Totgesagte leben bekanntlich länger... Tut mir leid, diese Binsenweisheit musste jetzt sein und ich zahle auch bereitwillig 5 €uro in die redaktionelle Dummschwätzer-Kasse. Aber wie oft war die Zukunft Lizards mehr als fraglich und die Schwaben kehrten jedes Mal (triumphal) zurück. Am härtesten beutelte es die Jungs, als der Sänger und das 'Herz' der 'Eidechse' (engl. Lizard), Georg Bayer, im Februar 2009 aus heiterem Himmel von einem Herzinfarkt dahingerafft wurde. Ohne ihn war Lizard für uns Fans nur schwer vorstellbar und auch Volker, Christoph & Co. dürften nach dem ersten Schock ebenfalls reichlich ratlos gewesen sein. Doch, es musste weitergehen - 'Schorsch' hätte es schließlich so gewollt!! Außerdem wäre es doch mehr als schade gewesen, wenn eine der besten europäischen Southern Rockbands die Segel gestrichen hätte, oder?
Im Oktober 2009 folgten einige Schorsch Bayer-Tributeshows, mit dem großen Bruce Brookshire als Sänger. Der wäre natürlich als enger Freund der Band die Idealbesetzung gewesen, hat aber mit Doc Holliday selbst eine der klassischen Southern Rockbands am Start, auch wenn - unter uns gesagt - Lizard deren Bandmitglieder locker an die Wand zu spielen vermag. Zudem ist Bruce seit Jahren 'im Auftrag des Herrn' unterwegs - sprich: betreut die Grace Fellowship Church in Warner Robins, Georgia. Seitdem musste er seine musikalischen Aktivitäten zum größten Teil auf Gottesdienste beschränken.
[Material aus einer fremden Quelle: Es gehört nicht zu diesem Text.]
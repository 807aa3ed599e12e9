use std::collections::BTreeMap;

use lab_transport::TransportKind;
use serde::{Deserialize, Serialize};
use tracing::debug;

use crate::connection::InstrumentConnection;
use crate::driver::{Driver, InstrumentMetadata};
use crate::instrument::Instrument;

/// A channel read by sending one query
#[derive(Debug, Clone, PartialEq, Eq, Serialize, Deserialize)]
pub struct GenericChannel {
    /// Channel name
    pub name: String,
    /// Unit string
    #[serde(default)]
    pub unit: String,
    /// Query whose reply is the channel value, e.g. `KRDG? A`
    pub query: String,
}

/// Configuration-defined instrument type
#[derive(Debug, Clone, PartialEq, Eq, Serialize, Deserialize)]
pub struct GenericDriverConfig {
    /// Instrument type name
    pub name: String,
    /// Transport the instrument talks over
    pub transport: TransportKind,
    /// Commands written once by `initialize`
    #[serde(default)]
    pub init_commands: Vec<String>,
    /// Measurable channels
    #[serde(default)]
    pub channels: Vec<GenericChannel>,
}

/// Driver for instruments that answer one query per channel
#[derive(Debug, Clone)]
pub struct GenericDriver {
    config: GenericDriverConfig,
}

impl GenericDriver {
    pub fn new(config: GenericDriverConfig) -> Self {
        Self { config }
    }
}

impl Driver for GenericDriver {
    fn metadata(&self) -> InstrumentMetadata {
        self.config
            .channels
            .iter()
            .fold(
                InstrumentMetadata::new(self.config.name.clone(), self.config.transport),
                |meta, c| meta.with_channel(&c.name, &c.unit),
            )
    }

    fn create(&self, connection: InstrumentConnection) -> Box<dyn Instrument> {
        Box::new(GenericInstrument {
            connection,
            init_commands: self.config.init_commands.clone(),
            queries: self
                .config
                .channels
                .iter()
                .map(|c| (c.name.clone(), c.query.clone()))
                .collect(),
        })
    }

    fn name(&self) -> String {
        self.config.name.clone()
    }
}

/// Instance of a [`GenericDriver`]
///
/// Replies that don't parse as a number are reported as NaN.
#[derive(Debug)]
pub struct GenericInstrument {
    connection: InstrumentConnection,
    init_commands: Vec<String>,
    queries: BTreeMap<String, String>,
}

impl Instrument for GenericInstrument {
    fn connection(&self) -> &InstrumentConnection {
        &self.connection
    }

    fn connection_mut(&mut self) -> &mut InstrumentConnection {
        &mut self.connection
    }

    fn initialize(&mut self) {
        for command in &self.init_commands {
            if let Err(e) = self.connection.write(command) {
                debug!("{}: init command {:?} failed: {}", self.connection.id(), command, e);
            }
        }
    }

    fn measure(&mut self, channel: &str) -> Option<f64> {
        let query = self.queries.get(channel)?;
        let value = self.connection.ask(query).as_f64();
        self.connection.record_measurement(channel, value);
        Some(value)
    }
}
//! Laboratory Instrument Transport Library
//!
//! This crate provides byte-level I/O to laboratory instruments over the
//! transports a measurement rig typically mixes:
//!
//! - **Bus transport**: VISA resource strings (GPIB/USB/Ethernet), behind the
//!   `visa` cargo feature
//! - **Serial**: raw OS serial ports
//! - **Bridge**: a Prologix GPIB-USB adapter that multiplexes many bus
//!   addresses over one serial cable (see [`PrologixBridge`])
//! - **None**: instruments that do their own communication, or none at all
//!
//! Every backend implements [`Transport`]. Writes append the configured
//! terminator; reads strip at most one trailing line terminator.
//!
//! # Example
//!
//! ```rust,no_run
//! use lab_transport::{ResourceId, SystemOpener, TransportKind, TransportOpener, TransportOptions};
//!
//! let opener = SystemOpener;
//! let options = TransportOptions::default().with_baud_rate(9600);
//! let mut port = opener
//!     .open(TransportKind::Serial, &ResourceId::new("/dev/ttyUSB0"), &options)
//!     .unwrap();
//!
//! port.write("*IDN?").unwrap();
//! println!("{}", port.read(None).unwrap());
//! ```

pub mod error;
pub mod null;
pub mod options;
pub mod prologix;
pub mod resource;
pub mod serial;
pub mod visa;

use std::time::Duration;

use serde::{Deserialize, Serialize};

pub use error::TransportError;
pub use null::NullTransport;
pub use options::{TransportOptions, DEFAULT_BAUD_RATE, DEFAULT_TIMEOUT};
pub use prologix::{BridgeMode, PrologixBridge, BRIDGE_PRODUCT_ID, DISCOVERY_TIMEOUT};
pub use resource::{ResourceId, GPIB_PREFIX, MAX_BUS_ADDRESS};
pub use serial::SerialTransport;
pub use visa::VisaTransport;

/// IEEE 488.2 identification query, also used as the bus discovery probe
pub const IDN_QUERY: &str = "*IDN?";

/// Identifies which transport an instrument talks over
#[derive(Debug, Clone, Copy, PartialEq, Eq, Hash, Serialize, Deserialize)]
pub enum TransportKind {
    /// VISA-style bus transport addressed by a resource string
    BusTransport,
    /// Raw serial port
    Serial,
    /// Logical address behind the shared Prologix bridge
    Bridge,
    /// No transport; the instrument handles its own I/O
    None,
}

impl TransportKind {
    /// Returns a human-readable name for the transport
    pub fn name(&self) -> &'static str {
        match self {
            TransportKind::BusTransport => "VISA",
            TransportKind::Serial => "Serial",
            TransportKind::Bridge => "Prologix",
            TransportKind::None => "None",
        }
    }
}

impl std::fmt::Display for TransportKind {
    fn fmt(&self, f: &mut std::fmt::Formatter<'_>) -> std::fmt::Result {
        f.write_str(self.name())
    }
}

/// Byte-level I/O to one endpoint
///
/// A transport is exclusively owned by one connection (or, for the bridge
/// link, by the [`PrologixBridge`]). Every blocking call is bounded by the
/// configured timeout.
pub trait Transport: Send {
    /// The kind of this transport
    fn kind(&self) -> TransportKind;

    /// The endpoint this transport was opened on
    fn resource(&self) -> &ResourceId;

    /// Write `payload` followed by the terminator
    fn write(&mut self, payload: &str) -> Result<(), TransportError>;

    /// Read one reply (up to a newline, or `max_bytes` bytes) with the
    /// trailing line terminator stripped
    ///
    /// A timeout with nothing received yields an empty reply.
    fn read(&mut self, max_bytes: Option<usize>) -> Result<String, TransportError>;

    /// Current read timeout
    fn timeout(&self) -> Duration;

    /// Change the read timeout, returning the previous value
    fn set_timeout(&mut self, timeout: Duration) -> Result<Duration, TransportError>;

    /// Discard pending input/output
    fn clear(&mut self) -> Result<(), TransportError> {
        Ok(())
    }

    /// Whether the transport is currently open
    fn is_open(&self) -> bool;

    /// Release the underlying resource; idempotent and never fails
    fn close(&mut self);
}

/// Opens transports by kind
///
/// Connections never construct backends directly; they go through an
/// opener so that simulated transports can be injected.
pub trait TransportOpener: Send + Sync {
    /// Open a transport of `kind` on `resource`
    fn open(
        &self,
        kind: TransportKind,
        resource: &ResourceId,
        options: &TransportOptions,
    ) -> Result<Box<dyn Transport>, TransportError>;
}

/// Opener backed by the real operating system transports
#[derive(Debug, Clone, Copy, Default)]
pub struct SystemOpener;

impl TransportOpener for SystemOpener {
    fn open(
        &self,
        kind: TransportKind,
        resource: &ResourceId,
        options: &TransportOptions,
    ) -> Result<Box<dyn Transport>, TransportError> {
        match kind {
            TransportKind::Serial => Ok(Box::new(SerialTransport::open(resource, options)?)),
            TransportKind::BusTransport => Ok(Box::new(VisaTransport::open(resource, options)?)),
            TransportKind::None => Ok(Box::new(NullTransport::new(resource.clone(), options))),
            TransportKind::Bridge => Err(TransportError::Unsupported(
                "bridge channels are opened through PrologixBridge".to_string(),
            )),
        }
    }
}

/// Strip at most one trailing line terminator (`\n`, `\r` or `\r\n`)
///
/// Terminator bytes inside the payload are left untouched.
pub fn strip_line_terminator(reply: &str) -> &str {
    let reply = reply.strip_suffix('\n').unwrap_or(reply);
    reply.strip_suffix('\r').unwrap_or(reply)
}

/// Decode raw reply bytes and strip the trailing terminator
pub(crate) fn decode_reply(raw: &[u8]) -> String {
    strip_line_terminator(&String::from_utf8_lossy(raw)).to_string()
}
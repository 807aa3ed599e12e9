//! Liveness and bridge probing
//!
//! A serial port is considered live if it can be opened. A bridge port is
//! one where a Prologix adapter answers `++ver` with its product string.

use std::time::Duration;

use lab_transport::{
    PrologixBridge, ResourceId, TransportOpener, TransportOptions, DEFAULT_BAUD_RATE,
};
use tracing::{debug, info};

/// Configuration for probing
#[derive(Debug, Clone)]
pub struct ProbeConfig {
    /// Baud rate used to open candidates
    pub baud_rate: u32,
    /// Timeout for each probe attempt
    pub timeout: Duration,
}

impl Default for ProbeConfig {
    fn default() -> Self {
        Self {
            baud_rate: DEFAULT_BAUD_RATE,
            timeout: Duration::from_millis(100),
        }
    }
}

impl ProbeConfig {
    fn transport_options(&self) -> TransportOptions {
        TransportOptions::default()
            .with_baud_rate(self.baud_rate)
            .with_timeout(self.timeout)
    }
}

/// Check whether `port` can be opened; the port is closed again immediately
pub fn probe_serial_port(port: &str, baud_rate: u32, timeout: Duration) -> bool {
    match serialport::new(port, baud_rate).timeout(timeout).open() {
        Ok(_) => true,
        Err(e) => {
            debug!("{} is not available: {}", port, e);
            false
        }
    }
}

/// Try to bring up a Prologix bridge on `port`
///
/// Returns the adapter's identity string, or `None` if the port cannot be
/// opened or something other than a Prologix adapter is attached. The
/// probe bridge is closed before returning.
pub fn probe_bridge(
    port: &ResourceId,
    config: &ProbeConfig,
    opener: &dyn TransportOpener,
) -> Option<String> {
    match PrologixBridge::open(port, &config.transport_options(), opener) {
        Ok(bridge) => {
            let id = bridge.controller_id().unwrap_or_default();
            bridge.close();
            Some(id)
        }
        Err(e) => {
            debug!("No Prologix adapter on {}: {}", port, e);
            None
        }
    }
}

/// Candidates that have a Prologix adapter attached, in input order
pub fn find_bridge_ports(
    candidates: &[ResourceId],
    config: &ProbeConfig,
    opener: &dyn TransportOpener,
) -> Vec<ResourceId> {
    let found: Vec<ResourceId> = candidates
        .iter()
        .filter(|port| probe_bridge(port, config, opener).is_some())
        .cloned()
        .collect();

    info!("Found {} Prologix adapter(s)", found.len());
    found
}
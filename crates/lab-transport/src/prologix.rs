//! Prologix GPIB-USB bridge
//!
//! The adapter sits on one serial port and forwards traffic to whichever
//! GPIB address was selected last with `++addr`. Many instruments share the
//! one cable, so every exchange is an address switch followed by the
//! payload, and the two must never interleave with another channel's
//! exchange.
//!
//! # Wire protocol
//!
//! ASCII, newline-terminated:
//! - `++mode 1` - controller mode
//! - `++auto 1` - read back automatically after every write
//! - `++addr <n>` - select bus address `n`
//! - `++ver` - adapter firmware identity
//!
//! Anything else is passed through to the selected device.

use std::sync::Arc;
use std::time::Duration;

use parking_lot::Mutex;
use serde::{Deserialize, Serialize};
use tracing::{debug, info, trace, warn};

use crate::error::TransportError;
use crate::{
    ResourceId, Transport, TransportKind, TransportOpener, TransportOptions, IDN_QUERY,
    MAX_BUS_ADDRESS,
};

/// Product string the adapter must report in its `++ver` reply
pub const BRIDGE_PRODUCT_ID: &str = "Prologix GPIB-USB Controller";

/// Per-address timeout used while scanning the bus
pub const DISCOVERY_TIMEOUT: Duration = Duration::from_millis(100);

/// Mode flags set on the adapter at construction
#[derive(Debug, Clone, Copy, PartialEq, Eq, Serialize, Deserialize)]
pub struct BridgeMode {
    /// Adapter acts as bus controller (`++mode 1`)
    pub controller: bool,
    /// Adapter reads back after every write (`++auto 1`)
    pub auto_read: bool,
}

impl Default for BridgeMode {
    fn default() -> Self {
        Self {
            controller: true,
            auto_read: true,
        }
    }
}

/// The physical link, only ever touched with the lock held
struct BridgeLink {
    transport: Box<dyn Transport>,
    current_address: Option<u8>,
    mode: BridgeMode,
}

impl BridgeLink {
    fn write_line(&mut self, line: &str) -> Result<(), TransportError> {
        trace!("bridge <- {:?}", line);
        self.transport.write(line)
    }

    fn read_line(&mut self, max_bytes: Option<usize>) -> Result<String, TransportError> {
        let reply = self.transport.read(max_bytes)?;
        trace!("bridge -> {:?}", reply);
        Ok(reply)
    }

    fn configure(&mut self, mode: BridgeMode) -> Result<(), TransportError> {
        self.write_line(&format!("++mode {}", u8::from(mode.controller)))?;
        self.write_line(&format!("++auto {}", u8::from(mode.auto_read)))?;
        self.mode = mode;
        Ok(())
    }

    fn version(&mut self) -> Result<String, TransportError> {
        self.write_line("++ver")?;
        self.read_line(None)
    }

    /// Switch the bus context; `current_address` is only trusted once the switch was written
    fn select(&mut self, address: u8) -> Result<(), TransportError> {
        if address > MAX_BUS_ADDRESS {
            return Err(TransportError::MalformedResource(
                ResourceId::gpib(address).to_string(),
            ));
        }

        self.current_address = None;
        self.write_line(&format!("++addr {}", address))?;
        self.current_address = Some(address);
        Ok(())
    }

    fn scan(&mut self, max_address: u8) -> Result<Vec<ResourceId>, TransportError> {
        let mut found = Vec::new();

        for address in 0..=max_address {
            self.select(address)?;
            self.write_line(IDN_QUERY)?;
            let reply = self.read_line(None)?;

            if !reply.is_empty() {
                debug!("Found device at GPIB address {}: {}", address, reply);
                found.push(ResourceId::gpib(address));
            }
        }

        Ok(found)
    }
}

/// Shared handle to one Prologix adapter
///
/// Cloning the handle shares the same physical link. The bridge is the sole
/// owner of the serial transport; every bridge-kind connection holds a clone
/// of this handle and goes through [`PrologixBridge::transact`].
#[derive(Clone)]
pub struct PrologixBridge {
    port: ResourceId,
    link: Arc<Mutex<BridgeLink>>,
}

impl std::fmt::Debug for PrologixBridge {
    fn fmt(&self, f: &mut std::fmt::Formatter<'_>) -> std::fmt::Result {
        f.debug_struct("PrologixBridge")
            .field("port", &self.port)
            .field("handles", &Arc::strong_count(&self.link))
            .finish()
    }
}

impl PrologixBridge {
    /// Open the adapter's serial port and initialize it
    ///
    /// The link always uses a newline terminator regardless of `options`.
    pub fn open(
        port: &ResourceId,
        options: &TransportOptions,
        opener: &dyn TransportOpener,
    ) -> Result<Self, TransportError> {
        let options = options.clone().with_terminator("\n");
        info!("Opening Prologix bridge on {}", port);
        let transport = opener.open(TransportKind::Serial, port, &options)?;
        Self::from_transport(transport)
    }

    /// Take ownership of an already-open link and initialize the adapter
    ///
    /// Sets controller and auto-read mode, then checks the `++ver` reply for
    /// [`BRIDGE_PRODUCT_ID`]. A device that fails the check is closed and
    /// reported as [`TransportError::BridgeIdentity`]; there is no partially
    /// usable bridge.
    pub fn from_transport(transport: Box<dyn Transport>) -> Result<Self, TransportError> {
        let port = transport.resource().clone();
        let mut link = BridgeLink {
            transport,
            current_address: None,
            mode: BridgeMode::default(),
        };

        let version = link
            .configure(BridgeMode::default())
            .and_then(|()| link.version());

        match version {
            Ok(version) if version.contains(BRIDGE_PRODUCT_ID) => {
                info!("Prologix bridge on {}: {}", port, version);
                Ok(Self {
                    port,
                    link: Arc::new(Mutex::new(link)),
                })
            }
            Ok(version) => {
                link.transport.close();
                Err(TransportError::BridgeIdentity {
                    port: port.to_string(),
                    reply: version,
                })
            }
            Err(e) => {
                link.transport.close();
                Err(e)
            }
        }
    }

    /// Serial port the adapter is attached to
    pub fn port(&self) -> &ResourceId {
        &self.port
    }

    /// Re-query the adapter firmware identity
    pub fn controller_id(&self) -> Result<String, TransportError> {
        self.link.lock().version()
    }

    /// Mode flags set on the adapter
    pub fn mode(&self) -> BridgeMode {
        self.link.lock().mode
    }

    /// Address the adapter was last switched to
    pub fn current_address(&self) -> Option<u8> {
        self.link.lock().current_address
    }

    /// Switch the bus context without sending a payload
    pub fn select(&self, address: u8) -> Result<(), TransportError> {
        self.link.lock().select(address)
    }

    /// Address `address` and write `command` without waiting for a reply
    pub fn write_to(&self, address: u8, command: &str) -> Result<(), TransportError> {
        let mut link = self.link.lock();
        link.select(address)?;
        link.write_line(command)
    }

    /// Address `address` and read one reply
    pub fn read_from(&self, address: u8, max_bytes: Option<usize>) -> Result<String, TransportError> {
        let mut link = self.link.lock();
        if link.current_address != Some(address) {
            link.select(address)?;
        }
        link.read_line(max_bytes)
    }

    /// Address `address`, write `command` and read the reply as one atomic exchange
    pub fn transact(&self, address: u8, command: &str) -> Result<String, TransportError> {
        self.transact_limited(address, command, None)
    }

    /// [`transact`](Self::transact) reading at most `max_bytes` of the reply
    pub fn transact_limited(
        &self,
        address: u8,
        command: &str,
        max_bytes: Option<usize>,
    ) -> Result<String, TransportError> {
        let mut link = self.link.lock();
        Self::exchange(&mut link, address, command, max_bytes)
    }

    /// Like [`transact`](Self::transact) but gives up with
    /// [`TransportError::BusBusy`] if the link stays locked for `wait`
    pub fn try_transact(
        &self,
        address: u8,
        command: &str,
        wait: Duration,
    ) -> Result<String, TransportError> {
        let mut link = self
            .link
            .try_lock_for(wait)
            .ok_or_else(|| TransportError::BusBusy(self.port.to_string()))?;
        Self::exchange(&mut link, address, command, None)
    }

    fn exchange(
        link: &mut BridgeLink,
        address: u8,
        command: &str,
        max_bytes: Option<usize>,
    ) -> Result<String, TransportError> {
        link.select(address)?;
        link.write_line(command)?;
        link.read_line(max_bytes)
    }

    /// Scan addresses `0..=max_address` with the default probe timeout
    pub fn discover_addresses(&self, max_address: u8) -> Result<Vec<ResourceId>, TransportError> {
        self.discover_addresses_with_timeout(max_address, DISCOVERY_TIMEOUT)
    }

    /// Scan addresses `0..=max_address`, probing each with `*IDN?`
    ///
    /// An address is present iff it answers with a non-empty reply within
    /// `probe_timeout`. Results are in ascending address order. The link
    /// timeout is restored before returning, on success or failure. The
    /// whole scan holds the link lock, so it costs up to
    /// `(max_address + 1) * probe_timeout` of exclusive bus time.
    pub fn discover_addresses_with_timeout(
        &self,
        max_address: u8,
        probe_timeout: Duration,
    ) -> Result<Vec<ResourceId>, TransportError> {
        let max_address = if max_address > MAX_BUS_ADDRESS {
            warn!(
                "Clamping bus scan to address {} (requested {})",
                MAX_BUS_ADDRESS, max_address
            );
            MAX_BUS_ADDRESS
        } else {
            max_address
        };

        let mut link = self.link.lock();
        let previous = link.transport.set_timeout(probe_timeout)?;
        let scan = link.scan(max_address);
        let restored = link.transport.set_timeout(previous);

        let found = scan?;
        restored?;
        info!("Bus scan on {} found {} device(s)", self.port, found.len());
        Ok(found)
    }

    /// Current link timeout
    pub fn timeout(&self) -> Duration {
        self.link.lock().transport.timeout()
    }

    /// Change the link timeout, returning the previous value
    pub fn set_timeout(&self, timeout: Duration) -> Result<Duration, TransportError> {
        self.link.lock().transport.set_timeout(timeout)
    }

    /// Whether the physical link is still open
    pub fn is_open(&self) -> bool {
        self.link.lock().transport.is_open()
    }

    /// Close the physical link; idempotent
    pub fn close(&self) {
        let mut link = self.link.lock();
        if link.transport.is_open() {
            debug!("Closing Prologix bridge on {}", self.port);
        }
        link.transport.close();
        link.current_address = None;
    }
}

#[cfg(test)]
mod tests {
    use super::*;
    use std::collections::VecDeque;

    /// Minimal adapter double: answers `++ver` and records every line
    struct FakeAdapter {
        resource: ResourceId,
        version: String,
        lines: Arc<Mutex<Vec<String>>>,
        replies: VecDeque<String>,
        timeout: Duration,
        open: bool,
    }

    impl FakeAdapter {
        fn new(version: &str) -> (Self, Arc<Mutex<Vec<String>>>) {
            let lines = Arc::new(Mutex::new(Vec::new()));
            let adapter = Self {
                resource: ResourceId::new("/dev/ttyUSB9"),
                version: version.to_string(),
                lines: lines.clone(),
                replies: VecDeque::new(),
                timeout: Duration::from_secs(3),
                open: true,
            };
            (adapter, lines)
        }
    }

    impl Transport for FakeAdapter {
        fn kind(&self) -> TransportKind {
            TransportKind::Serial
        }

        fn resource(&self) -> &ResourceId {
            &self.resource
        }

        fn write(&mut self, payload: &str) -> Result<(), TransportError> {
            self.lines.lock().push(payload.to_string());
            match payload {
                "++ver" => self.replies.push_back(self.version.clone()),
                IDN_QUERY => self.replies.push_back(String::new()),
                _ => {}
            }
            Ok(())
        }

        fn read(&mut self, _max_bytes: Option<usize>) -> Result<String, TransportError> {
            Ok(self.replies.pop_front().unwrap_or_default())
        }

        fn timeout(&self) -> Duration {
            self.timeout
        }

        fn set_timeout(&mut self, timeout: Duration) -> Result<Duration, TransportError> {
            Ok(std::mem::replace(&mut self.timeout, timeout))
        }

        fn is_open(&self) -> bool {
            self.open
        }

        fn close(&mut self) {
            self.open = false;
        }
    }

    #[test]
    fn test_construction_sets_modes_then_checks_version() {
        let (adapter, lines) = FakeAdapter::new("Prologix GPIB-USB Controller version 6.101");
        let bridge = PrologixBridge::from_transport(Box::new(adapter)).unwrap();

        assert_eq!(*lines.lock(), vec!["++mode 1", "++auto 1", "++ver"]);
        assert_eq!(bridge.mode(), BridgeMode::default());
        assert_eq!(bridge.current_address(), None);
    }

    #[test]
    fn test_wrong_identity_is_fatal() {
        let (adapter, _lines) = FakeAdapter::new("Arduino Uno");
        let err = PrologixBridge::from_transport(Box::new(adapter)).unwrap_err();

        assert!(matches!(err, TransportError::BridgeIdentity { .. }));
        assert!(err.is_fatal());
    }

    #[test]
    fn test_transact_switches_address_first() {
        let (adapter, lines) = FakeAdapter::new(BRIDGE_PRODUCT_ID);
        let bridge = PrologixBridge::from_transport(Box::new(adapter)).unwrap();
        lines.lock().clear();

        bridge.transact(12, "KRDG? A").unwrap();

        assert_eq!(*lines.lock(), vec!["++addr 12", "KRDG? A"]);
        assert_eq!(bridge.current_address(), Some(12));
    }

    #[test]
    fn test_select_rejects_out_of_range_address() {
        let (adapter, _lines) = FakeAdapter::new(BRIDGE_PRODUCT_ID);
        let bridge = PrologixBridge::from_transport(Box::new(adapter)).unwrap();

        assert!(matches!(
            bridge.select(31),
            Err(TransportError::MalformedResource(_))
        ));
    }

    #[test]
    fn test_set_timeout_returns_previous() {
        let (adapter, _lines) = FakeAdapter::new(BRIDGE_PRODUCT_ID);
        let bridge = PrologixBridge::from_transport(Box::new(adapter)).unwrap();

        let previous = bridge.set_timeout(Duration::from_millis(50)).unwrap();
        assert_eq!(previous, Duration::from_secs(3));
        assert_eq!(bridge.timeout(), Duration::from_millis(50));
    }

    #[test]
    fn test_try_transact_reports_busy_link() {
        let (adapter, _lines) = FakeAdapter::new(BRIDGE_PRODUCT_ID);
        let bridge = PrologixBridge::from_transport(Box::new(adapter)).unwrap();

        let _held = bridge.link.lock();
        let other = bridge.clone();
        let result = other.try_transact(3, IDN_QUERY, Duration::from_millis(10));
        assert!(matches!(result, Err(TransportError::BusBusy(_))));
    }

    #[test]
    fn test_close_is_idempotent() {
        let (adapter, _lines) = FakeAdapter::new(BRIDGE_PRODUCT_ID);
        let bridge = PrologixBridge::from_transport(Box::new(adapter)).unwrap();

        bridge.close();
        bridge.close();
        assert!(!bridge.is_open());
    }
}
Keine Frage: Lizard haben die Sängerfrage in überzeugender Weise gelöst. Ruben Killian, der neue Mann am Mikro, passt wie die sprichwörtliche Faust aufs Auge. Sein Habitus entspricht genau dem, was man von einem Southern-Rocker erwartet: lässiges Auftreten, Bart und Hut. Seine Stimme ist etwas heller und klarer als Georgs Organ und das ist auch gut so. Man hat gar nicht erst versucht, diesen zu kopieren - das wäre wohl auch 'in die Hose gegangen'. Ruben geht auf sympathisch bescheidene Art seinen eigenen Weg und wird neue Akzente setzen - das passt schon. Lizard is back... und wie!
Der winzige Jazzkeller in Esslingen war natürlich bis zum letzten Platz gefüllt. Das uralte Gemäuer, mitten in der pittoresken Altstadt gelegen, hat einen ureigenen Charme, was sicherlich auch an den vielen Jazz- und Bluesgrößen liegen mag, die hier in den vergangenen fünfzig Jahren ihren Spirit hinterlassen haben.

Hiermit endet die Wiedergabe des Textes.